Polycythemia: Does anyone have a problem with dryness?

Yes my eyes are dry so I use Systane eye drops. I also notice that my vision is sometimes blurry.
And for my last blood draw earlier this week, it took forever to fill the bag. My blood is getting thicker.

Thanks for your response.
I also was recommended eye drops. I also had the same problem with my
last blood draw. This week I went to my eye doctor and my ears are very dry. He suggested a few
drops of oil.
My conclusion is I am getting very dehydrated especially with regards to the blood draw.
I am going to increase my water consumption. But I hope someone has found a better solution.

Certainly, I have found dry eyes a problem for some time now, despite being diagnosed with PV in the last 6 months... I use eye drops that do help-Thealoz Duo Gel. They are certainly more expensive, but they do tend to lubricate well. I use the single use vials every night. Having a blood draw this afternoon - last time I had to press on my arm throughout to get the blood to flow more quickly. Drinking water is great, if you have access to wash rooms wherever you go.. I am over 80, and it is always a challenge.

Yep, that all happens along with burning feet and fatigue. Then when you take the chemo pill, your hair begins to thin and your nails become extra brittle. But the end result is to deal with the disease as best as possible and live productively.
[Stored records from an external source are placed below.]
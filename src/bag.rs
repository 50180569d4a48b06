use rand::seq::SliceRandom;
use rand::Rng;

use crate::position::{Tile, STANDARD_DISTRIBUTION};

/// The undrawn tiles. Draws are taken from the end.
#[derive(Clone, Debug, Default, PartialEq, Eq)]
pub struct Bag {
    tiles: Vec<Tile>,
}

impl Bag {
    /// The standard 100 tiles, shuffled.
    pub fn standard<R: Rng>(rng: &mut R) -> Self {
        let mut tiles = Vec::with_capacity(100);
        for (letter, count) in STANDARD_DISTRIBUTION {
            if let Some(tile) = Tile::standard(letter) {
                tiles.extend(std::iter::repeat(tile).take(count as usize));
            }
        }
        tiles.shuffle(rng);
        Bag { tiles }
    }

    /// A bag holding exactly `tiles`, drawn from the back.
    pub fn from_tiles(tiles: Vec<Tile>) -> Self {
        Bag { tiles }
    }

    pub fn len(&self) -> usize {
        self.tiles.len()
    }

    pub fn is_empty(&self) -> bool {
        self.tiles.is_empty()
    }

    /// Draw up to `n` tiles. Returns fewer if the bag runs out.
    pub fn draw(&mut self, n: usize) -> Vec<Tile> {
        let split = self.tiles.len().saturating_sub(n);
        let mut drawn = self.tiles.split_off(split);
        drawn.reverse();
        drawn
    }

    /// Undo a `draw`: `drawn` goes back on top in the order it was drawn, so the
    /// bag is exactly as it was before.
    pub fn put_back(&mut self, drawn: &[Tile]) {
        self.tiles.extend(drawn.iter().rev());
    }

    /// Put tiles back and reshuffle.
    pub fn return_tiles<R: Rng>(&mut self, tiles: &[Tile], rng: &mut R) {
        self.tiles.extend_from_slice(tiles);
        self.tiles.shuffle(rng);
    }
}
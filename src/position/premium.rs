#[cfg(feature = "serde")]
use serde::{Deserialize, Serialize};

use super::square::Square;
use super::BOARD_SIZE;

/// Scoring multiplier of a cell. Fixed when the board is created.
#[derive(Clone, Copy, Debug, Default, PartialEq, Eq, Hash)]
#[cfg_attr(feature = "serde", derive(Serialize, Deserialize))]
pub enum Premium {
    #[default]
    None,
    DoubleLetter,
    TripleLetter,
    DoubleWord,
    TripleWord,
    /// Scores as a double word, and is the only anchor of an empty board
    Center,
}

impl Premium {
    pub fn letter_multiplier(self) -> u32 {
        match self {
            Premium::DoubleLetter => 2,
            Premium::TripleLetter => 3,
            _ => 1,
        }
    }

    pub fn word_multiplier(self) -> u32 {
        match self {
            Premium::DoubleWord | Premium::Center => 2,
            Premium::TripleWord => 3,
            _ => 1,
        }
    }

    pub(crate) fn display_char(self) -> char {
        match self {
            Premium::None => '.',
            Premium::DoubleLetter => '2',
            Premium::TripleLetter => '3',
            Premium::DoubleWord => '@',
            Premium::TripleWord => '#',
            Premium::Center => '*',
        }
    }
}

/// Premium of `square` on the standard 15x15 board.
///
/// The layout is symmetric in both axes and the diagonal, so every square is
/// folded into the upper-left octant before the lookup.
pub fn standard_premium(square: Square) -> Premium {
    let mid = BOARD_SIZE as u8 / 2;
    let (mut row, mut col) = (square.row(), square.col());
    if row == mid && col == mid {
        return Premium::Center;
    }
    if row > mid {
        row = BOARD_SIZE as u8 - 1 - row;
    }
    if col > mid {
        col = BOARD_SIZE as u8 - 1 - col;
    }
    if col > row {
        (row, col) = (col, row);
    }

    match (row, col) {
        (0, 0) | (7, 0) => Premium::TripleWord,
        (3, 0) | (6, 2) | (7, 3) | (6, 6) => Premium::DoubleLetter,
        (5, 1) | (5, 5) => Premium::TripleLetter,
        (r, c) if r == c => Premium::DoubleWord,
        _ => Premium::None,
    }
}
Many times the phlebotomist hits the wall of the vein and they have to push or wiggle the needle constantly instead of re poking us. I’ve been doing the blood draws for over a year now. Every week 6 in a row for every four and now about every 8 weeks. This has happens maybe four times? It’s very uncomfortable but we all just deal. I’m always super hydrated so I know for me it’s not an issue. I also get the burning feet and fatigue. Pills suck. Currently only doing 3X a week. Started as 7X but I’m aware that will always be changing 🙄

I am 73 year old, widow. No family near my location.
Two years ago I had Covid. Eighteen months later I had a CBC and was immediately sent to hematologist without any explanation except that the Hematologist would take care of me. Hematologist has been pleasant but non-informative. After four phlebotomies 4-6 weeks apart, and my red, white, hemoglobin, hematocrits were within an acceptable range…..my platelets had doubled to 800+ I have been self managing the blood issues with diet, moderate exercise, and resr. I have requested a second CBC with no response. My dr. Said, “why would you want to do that?” I wanted to confirm the diagnosis of JAK2 mutation. I did have bone marrow biopsy which removed “quite a large amount” of marrow. Today I find I am over producing histamines which increase platelets! So, anyone have same issue? Now doing More research and diet modifications to control platelet increasing and histamine increasing foods.
Otherwise, I feel well and continue volunteer work and attending church, socializing. I do endure frequent fatigue and am constantly hungry!
God bless you all. Merry Christmas!
M

I have polycythemia as well. I discovered that my terrible itch and hives lasting about 30-minutes due to showers or any water on my skin stopped with long baths of 25-30 minutes. It works!
Rob

Having polycythemia is very lonely as it seems to be so rare. It does help to hear from others and how they are coping.
It is really great to get some tips on dealing with it.
Too many showers definitely is a problem.

I have had PV for a year and a half.At first after 3 blood clots in 2 days they tested me and I am positive Pv. So I had a blood drop every week for about 3 months and then hydroxyurea got it in control.At one time my blood was so thick I had 3 nurses poking 5 needles into me and 2 hrs later it filled the bag.They were more nervous then me.But things get much better in time as they adjust the hydroxyurea. And I am feeling good compared to a year ago.This is a great site and gives lots of good information. We'll I wish you all aMerry Xmas and the best for the New Year.

I am 75 years old and was diagnosed three years ago with PCV and Jak 2 positive. Itching is sometimes unbearable. I take antihistamines morning and night which helps tremendously. I was put on Hydroxyurea for 2 weeks and after the first week started feeling great, no more fatigue or headaches. Itching was less severe but my platelets dropped from 337 to 57. Now off Hydroxyurea until blood draws in 2 weeks and adjust from there. I think one has to be patient and informed. It’s a balancing act that will have to be adjusted the rest of my life. Ask questions.